The pyjama top, MacDonald maintained, had been damaged in that attack. So in the courtroom, Blackburn and Murtagh staged a dramatic reconstruction of events. With a similar pyjama top wrapped around his hands, Murtagh tried to fend off a series of blows from Blackburn, who was wielding an ice pick. The prosecution showed that the resulting holes in the pyjama top were jagged and torn, not smooth and round like the holes in MacDonald’s pyjama jacket. Also, during the re-enactment, Murtagh received a small wound on his left hand. But when MacDonald had been examined at Womack Hospital, he had no wounds on his arms or hands. The inference was that he had not been involved in a struggle as he claimed.

Dr Thornton then repeated the pyjama-folding experiment, using a ham, and testified that the pyjama top did not have to be stationary to give clean, round holes when stabbed with an ice pick. It could just as easily have been in motion.

Stombaugh also testified that the bloodstains on MacDonald’s pyjama top indicated that the tears in the fabric occurred afterwards as the stains on either side of the tears matched. The implication was that MacDonald had already fought with Colette. Her blood had stained his pyjama jacket. Then he had lain it on her body and stabbed through it. The defence had been given no chance to examine any lab notes supporting this new theory. When Segal asked for the photographic evidence, Stombaugh was unable to provide it. Nevertheless, the prosecution was able to make this assertion and the defence had no way to refute it.

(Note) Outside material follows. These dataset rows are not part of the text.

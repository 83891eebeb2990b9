//! The Gordon-McBride equilibrium solver.
//!
//! The outer iteration assembles the reduced correction system, solves
//! it, applies a damped update and tests for convergence. After a
//! converged pass the active condensed set is revised; any change
//! restarts the iteration with a fresh budget. A singular system is
//! recovered by removing condensed species or, once, by reseeding
//! previously vanished gaseous species.

use crate::errors::{CeqError, CeqResult, Stage};
use crate::state::{Case, Problem};
use crate::{SolverOptions, RGAS};
use ndarray::Array1;
use num_dual::linalg::LU;
use std::collections::HashMap;

mod condensed;
mod derivatives;
mod indexing;
mod matrix;

use matrix::GibbsMatrix;
pub(crate) use matrix::SpeciesTables;

const ITERATION_MAX: usize = 100;
const CONV_TOL: f64 = 5e-6;
/// ln of the concentration (relative to the total moles) below which a
/// gaseous species is treated as vanished: ln(1e-8).
const LOG_CONC_TOL: f64 = -18.420681;
/// ln(1e4): trace species may not grow past this fraction of the mixture
/// in a single step.
const TRACE_GROWTH_LOG: f64 = 9.2103404;
const DELTA_LN_T_TOL: f64 = 1e-4;
const INITIAL_TEMPERATURE: f64 = 3800.0;
/// Concentration assigned to vanished species on reinsertion.
const REINSERT_CONC: f64 = 1e-6;

/// Solve the equilibrium composition of a case for the given problem.
///
/// On success the case holds the converged mole numbers, the
/// thermodynamic properties and the equilibrium derivatives. On failure
/// the last iterate is preserved for diagnostics.
pub fn compute_equilibrium(
    case: &mut Case,
    problem: Problem,
    options: SolverOptions,
) -> CeqResult<()> {
    let (max_iter, tol, verbosity) = options.unwrap_or(ITERATION_MAX, CONV_TOL);

    if !case.product.elements_listed {
        indexing::list_elements(case)?;
    }
    if !case.product.species_listed {
        indexing::list_products(case)?;
    }
    indexing::assemble_stoichiometry(case);
    if !case.product.is_equilibrium {
        // condensed species are deferred to the first converged pass
        case.product.n_condensed_active = 0;
    }
    case.product.is_equilibrium = false;

    let b0 = case
        .composition
        .element_balance(&case.propellants, &case.product.elements);
    let h0 = case.composition.enthalpy(&case.propellants);
    let s0 = case.entropy_target / RGAS;

    match problem {
        Problem::TemperaturePressure => {
            if case.temperature <= 0.0 {
                return Err(CeqError::Error(
                    "assigned-temperature problem without a temperature".into(),
                ));
            }
        }
        _ => {
            if case.temperature <= 0.0 {
                case.temperature = INITIAL_TEMPERATURE;
            }
        }
    }
    let with_temperature = problem != Problem::TemperaturePressure;

    let mut evicted: HashMap<usize, u32> = HashMap::new();
    let mut reinserted = false;

    log_iter!(
        verbosity,
        " iter |   lambda   |  temperature  |   gas moles   |  condensed"
    );
    log_iter!(verbosity, "{:-<62}", "");

    let mut iterations = 0;
    'restart: loop {
        for _ in 1..=max_iter {
            iterations += 1;
            let tables = SpeciesTables::new(case);
            let assembler = GibbsMatrix::new(case, with_temperature);
            let (m, rhs) = assembler.equilibrium(case, &tables, problem, &b0, h0, s0);

            let solution = match LU::new(m) {
                Ok(lu) => lu.solve(&rhs),
                Err(_) => {
                    if condensed::remove_condensed(case, &mut evicted, verbosity) {
                        log_result!(verbosity, "singular system: condensed species removed");
                        continue 'restart;
                    }
                    if !reinserted {
                        log_result!(verbosity, "singular system: reinserting gaseous species");
                        reinsert_gas(case);
                        reinserted = true;
                        continue 'restart;
                    }
                    return Err(CeqError::Singular);
                }
            };

            let pi = gas_corrections(case, &tables, &assembler, &solution, with_temperature);
            let lambda = damping(case);
            update(case, lambda);

            if condensed::remove_diverging(case, &mut evicted, verbosity) {
                continue 'restart;
            }

            log_iter!(
                verbosity,
                " {:4} | {:10.4e} | {:13.6} | {:13.8} | {:6}",
                iterations,
                lambda,
                case.temperature,
                case.iteration.n,
                case.product.n_condensed_active,
            );

            if converged(case, tol) {
                let removed = condensed::remove_condensed(case, &mut evicted, verbosity);
                let included = condensed::include_condensed(case, &pi, &evicted, verbosity);
                if removed || included {
                    continue 'restart;
                }
                break 'restart;
            }
        }
        return Err(CeqError::NotConverged(Stage::Equilibrium));
    }

    log_result!(
        verbosity,
        "equilibrium converged in {} iteration(s)\n",
        iterations
    );

    // properties and derivatives of the converged state
    let tables = SpeciesTables::new(case);
    update_properties(case, &tables);
    let assembler = GibbsMatrix::new(case, false);
    derivatives::update_derivatives(case, &tables, &assembler)?;
    case.product.is_equilibrium = true;
    Ok(())
}

/// Back-substitute the reduced solution into the per-species corrections
/// and store the deltas; returns the Lagrange multipliers.
fn gas_corrections(
    case: &mut Case,
    tables: &SpeciesTables,
    assembler: &GibbsMatrix,
    solution: &Array1<f64>,
    with_temperature: bool,
) -> Array1<f64> {
    let (e, nc, iq) = (assembler.e, assembler.nc, assembler.iq);
    let pi: Array1<f64> = solution.slice(ndarray::s![0..e]).to_owned();
    let delta_ln_n = solution[iq];
    let delta_ln_t = if with_temperature { solution[iq + 1] } else { 0.0 };

    let product = &case.product;
    let iteration = &mut case.iteration;
    iteration.delta_ln_n = delta_ln_n;
    iteration.delta_ln_t = delta_ln_t;
    for c in 0..nc {
        iteration.delta_n_condensed[c] = solution[e + c];
    }
    for k in 0..product.gas.len() {
        let pi_sum: f64 = (0..e).map(|i| pi[i] * product.a[[i, k]]).sum();
        iteration.delta_ln_nj[k] =
            -tables.mu[k] + pi_sum + delta_ln_n + tables.h[k] * delta_ln_t;
    }
    pi
}

/// The empirical under-relaxation of RP-1311: large corrections and
/// growing trace species bound the step size.
fn damping(case: &Case) -> f64 {
    let iteration = &case.iteration;
    let product = &case.product;

    let mut lambda1 = iteration.delta_ln_t.abs().max(iteration.delta_ln_n.abs());
    let mut lambda2 = f64::INFINITY;
    for k in 0..product.gas.len() {
        let delta = iteration.delta_ln_nj[k];
        if delta <= 0.0 {
            continue;
        }
        if product.ln_n_gas[k] - iteration.ln_n <= LOG_CONC_TOL {
            let denominator = delta - iteration.delta_ln_n;
            if denominator != 0.0 {
                let bound = ((-product.ln_n_gas[k] + iteration.ln_n - TRACE_GROWTH_LOG)
                    / denominator)
                    .abs();
                lambda2 = lambda2.min(bound);
            }
        } else {
            lambda1 = lambda1.max(delta);
        }
    }
    let lambda1 = 2.0 / (5.0 * lambda1);
    let lambda2 = lambda2.min(1.0);
    1.0_f64.min(lambda1).min(lambda2)
}

/// Apply the damped update to the mole numbers, the temperature and the
/// total-moles iterate.
fn update(case: &mut Case, lambda: f64) {
    let iteration = &mut case.iteration;
    let product = &mut case.product;

    for k in 0..product.gas.len() {
        product.ln_n_gas[k] += lambda * iteration.delta_ln_nj[k];
        if product.ln_n_gas[k] - iteration.ln_n <= LOG_CONC_TOL {
            product.n_gas[k] = 0.0;
        } else {
            product.n_gas[k] = product.ln_n_gas[k].exp();
        }
    }
    for c in 0..product.n_condensed_active {
        product.n_condensed[c] += lambda * iteration.delta_n_condensed[c];
    }
    case.temperature *= (lambda * iteration.delta_ln_t).exp();
    iteration.ln_n += lambda * iteration.delta_ln_n;
    iteration.n = iteration.ln_n.exp();
    iteration.sumn = product.n_gas.sum()
        + product
            .n_condensed
            .iter()
            .take(product.n_condensed_active)
            .sum::<f64>();
}

fn converged(case: &Case, tol: f64) -> bool {
    let iteration = &case.iteration;
    let product = &case.product;
    let sumn = iteration.sumn;

    for k in 0..product.gas.len() {
        if product.n_gas[k] * iteration.delta_ln_nj[k].abs() / sumn > tol {
            return false;
        }
    }
    for c in 0..product.n_condensed_active {
        if iteration.delta_n_condensed[c].abs() / sumn > tol {
            return false;
        }
    }
    if iteration.n * iteration.delta_ln_n.abs() / sumn > tol {
        return false;
    }
    iteration.delta_ln_t.abs() <= DELTA_LN_T_TOL
}

/// Reseed all vanished gaseous species so the matrix regains full rank.
fn reinsert_gas(case: &mut Case) {
    let product = &mut case.product;
    for k in 0..product.gas.len() {
        if product.n_gas[k] == 0.0 {
            product.n_gas[k] = REINSERT_CONC;
            product.ln_n_gas[k] = REINSERT_CONC.ln();
        }
    }
}

/// Mixture enthalpy in kJ/kg at the case temperature.
pub(crate) fn mixture_enthalpy(case: &Case, tables: &SpeciesTables) -> f64 {
    let product = &case.product;
    let h_sum = product.n_gas.dot(&tables.h)
        + (0..product.n_condensed_active)
            .map(|c| product.n_condensed[c] * tables.h_condensed[c])
            .sum::<f64>();
    RGAS * case.temperature * h_sum
}

/// Mixture entropy in kJ/(kg K) at the case temperature and pressure.
pub(crate) fn mixture_entropy(case: &Case, tables: &SpeciesTables) -> f64 {
    let product = &case.product;
    let s_sum = product.n_gas.dot(&tables.s)
        + (0..product.n_condensed_active)
            .map(|c| product.n_condensed[c] * tables.s_condensed[c])
            .sum::<f64>();
    RGAS * s_sum
}

/// Heat capacity of the mixture at fixed composition in kJ/(kg K).
pub(crate) fn frozen_cp(case: &Case, tables: &SpeciesTables) -> f64 {
    let product = &case.product;
    let cp_sum = product.n_gas.dot(&tables.cp)
        + (0..product.n_condensed_active)
            .map(|c| product.n_condensed[c] * tables.cp_condensed[c])
            .sum::<f64>();
    RGAS * cp_sum
}

/// Mixture properties of the converged state: H, U, G, S and the molar
/// mass of the gaseous products.
fn update_properties(case: &mut Case, tables: &SpeciesTables) {
    let t = case.temperature;
    let n = case.iteration.n;
    let enthalpy = mixture_enthalpy(case, tables);
    let entropy = mixture_entropy(case, tables);

    let properties = &mut case.properties;
    properties.pressure = case.pressure;
    properties.temperature = t;
    properties.enthalpy = enthalpy;
    properties.entropy = entropy;
    properties.internal_energy = enthalpy - n * RGAS * t;
    properties.gibbs_energy = enthalpy - t * entropy;
    properties.molar_mass = 1.0 / n;
}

Years later, when the defence team finally got its hands on the lab notes through the Freedom of Information Act, they found that Janice Glisson, a technician at the army’s forensic lab, had explored the same bloodstain theory and had come to a different conclusion. She had found that the stain edges on either side of the rips did not match, so the pyjama top was ripped before it was stained, not afterwards.

Stombaugh also claimed that he found a bloody hair from Colette’s head entwined with a fibre from MacDonald’s pyjamas. The defence knew nothing of this. The evidence had been provided by Murtagh, but he had not told Segal of its existence. Again the defence was wrong-footed and could not challenge the evidence. But they questioned how such damning physical evidence had not been produced nine years earlier.

Again, when laboratory notes were obtained through the Freedom of Information Act years later, it was clear that the CID combed through the physical evidence three times and found no hair entwined in a fibre. The bloodstained hair in question was not even Colette’s, but that of Kimberley. And it was not entwined with fibres from MacDonald’s pyjamas.